Wednesday, December 22, 2010

Christmas Chickens?

The 30 chickens at the medical clinic compound in the remote Kuron Peace Village in Southern Sudan had grown fat and healthy.  One night all 30 mysteriously disappeared. The Sisters presumed, rightly so, that they had been “lifted” by someone from the local Toposa people.  

The next morning they visited the chief. Sure enough: 30 plump chickens were strutting around his hut. 

“Ah,” said Sr Angela, after greeting the chief politely and inquiring after his health and his several wives. “It seems that you have our chickens.”  

The chief feigned surprise and countered with the argument that these were undeniably HIS chickens: “Look, these are Toposa chickens! See for yourself!”  

And as Angela looked more closely, she noticed that each chicken now sported a tiny and quite colorful beaded anklet, Toposa-style, above its right foot!  She had a good laugh about that, and then convinced the chief to return all 30, complete with decorative anklets.  They are now the best-dressed chickens in Kuron!

Transporting the sick

It would be hard to find a place more remote than Kuron.  (It isn’t even on any Google maps!) But there is a Peace Village there, founded in the hope that someday all tribes and ethnic groups may learn to live cooperatively.  That day has not yet come.  Cattle-raiding remains a time-honored tradition whereby the men prove their worth as warriors.  Now that AK-47s have replaced spears these skirmishes are often deadly.  While in Kuron in mid-November, we saw this man whose pelvis was shattered by a bullet.  Since the medical clinic has no surgery, he was stabilized and then carried on a makeshift stretcher (poles and a blanket) to the back of a pickup truck for a 5-hour grueling ride on a rough dirt track to Boma, the nearest hospital.  Along with him went 3 other patients, including an infant with a huge abdominal tumor. 2 days later, we learned that the truck never made it to Boma; it was stuck on the road.  The rains that had cooled our evening in Kuron had made the road impassable to the east.  So on the 3rd day the clinic at Kuron sent another vehicle off to rescue the stranded patients, who had been without food or shelter all that while.  Nothing is easy in Sudan.

Thursday, December 16, 2010

Everyone Lost Something


While meeting with the women in the village of Nacipo, I noticed one person who had only one arm. She was painstakingly sewing beads onto a goatskin skirt, using her one arm and her teeth to thread the needle and pull it through the tough skin.  I asked the project leader, Anna Mijji, about this woman's story and was told that during the civil war, soldiers had come and shot her husband dead. She grabbed the gun and killed six of the men before being shot herself. That is how she lost her arm.  “War,” she shrugged.  “Everyone lost something.”
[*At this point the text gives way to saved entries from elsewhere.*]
use std::net::SocketAddr;

use axum::{
    extract::{ConnectInfo, Request, State},
    http::header,
    middleware::Next,
    response::{IntoResponse, Response},
};
use jsonwebtoken::{DecodingKey, Validation, decode};

use datebook_types::api::Claims;

use crate::auth::AppState;
use crate::error::ApiError;
use crate::rate_limit::RateLimitResult;

/// Extract and validate the bearer JWT from the Authorization header.
///
/// Missing header → 401; bad signature or expired token → 403. On
/// success the verified claims are inserted into request extensions for
/// the handlers downstream.
pub async fn require_auth(
    State(state): State<AppState>,
    mut req: Request,
    next: Next,
) -> Result<Response, ApiError> {
    let token = req
        .headers()
        .get(header::AUTHORIZATION)
        .and_then(|v| v.to_str().ok())
        .and_then(|s| s.strip_prefix("Bearer "))
        .ok_or(ApiError::MissingToken)?;

    let claims = verify_token(token, &state.jwt_secret)?;
    req.extensions_mut().insert(claims);
    Ok(next.run(req).await)
}

pub fn verify_token(token: &str, secret: &str) -> Result<Claims, ApiError> {
    decode::<Claims>(
        token,
        &DecodingKey::from_secret(secret.as_bytes()),
        &Validation::default(),
    )
    .map(|data| data.claims)
    .map_err(|_| ApiError::InvalidToken)
}

/// Counts the request against the caller's fixed window before it
/// reaches any handler. Over budget the client gets a 429 with a
/// Retry-After hint and the handler never runs.
pub async fn throttle(
    State(state): State<AppState>,
    ConnectInfo(addr): ConnectInfo<SocketAddr>,
    req: Request,
    next: Next,
) -> Response {
    match state.limiter.check(addr.ip()).await {
        RateLimitResult::Allowed => next.run(req).await,
        RateLimitResult::Limited { retry_after_secs } => {
            let mut resp = ApiError::RateLimited.into_response();
            resp.headers_mut()
                .insert(header::RETRY_AFTER, retry_after_secs.into());
            resp
        }
    }
}
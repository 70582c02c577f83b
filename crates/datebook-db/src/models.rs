/// Database row types — these map directly to SQLite rows.
/// Distinct from the datebook-types API models to keep the DB layer
/// independent.

pub struct UserRow {
    pub id: i64,
    pub username: String,
    pub password: String,
    pub created_at: String,
}

pub struct EventRow {
    pub id: i64,
    pub user_id: i64,
    pub date: String,
    pub event: String,
    pub start_time: String,
    pub end_time: Option<String>,
    pub created_at: String,
}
Saturday, December 11, 2010

Visiting Nacipo Village in S. Sudan

On Monday morning we clambored into the back of a pickup truck with Anna Mijji, the Sudanese woman trained by Sr Kathleen Connolly earlier this year to carry on the Womens’ Health Promotion Workshops in the villages surrounding Narus. After a bouncy 15 minute drive that produced billows of red dust behind us, we pulled up to the first cluster of thatched huts. 
As we arrived, so did a group of young women walking on foot. Some were carrying jerry cans of water, and two had metal pans on their heads.  Sticking up garishly from both pans were half a dozen legs of goats—no doubt destined for sale at the local market.  Anna showed the women a photo sent by Sr Kathleen that had been taken at one of the earlier workshops. They passed the photo from one to another, examining it with great seriousness, fascinated at seeing themselves in the picture.  Then the women resumed their long walk to register for the upcoming Referendum in January that will determine the fate of S.Sudan.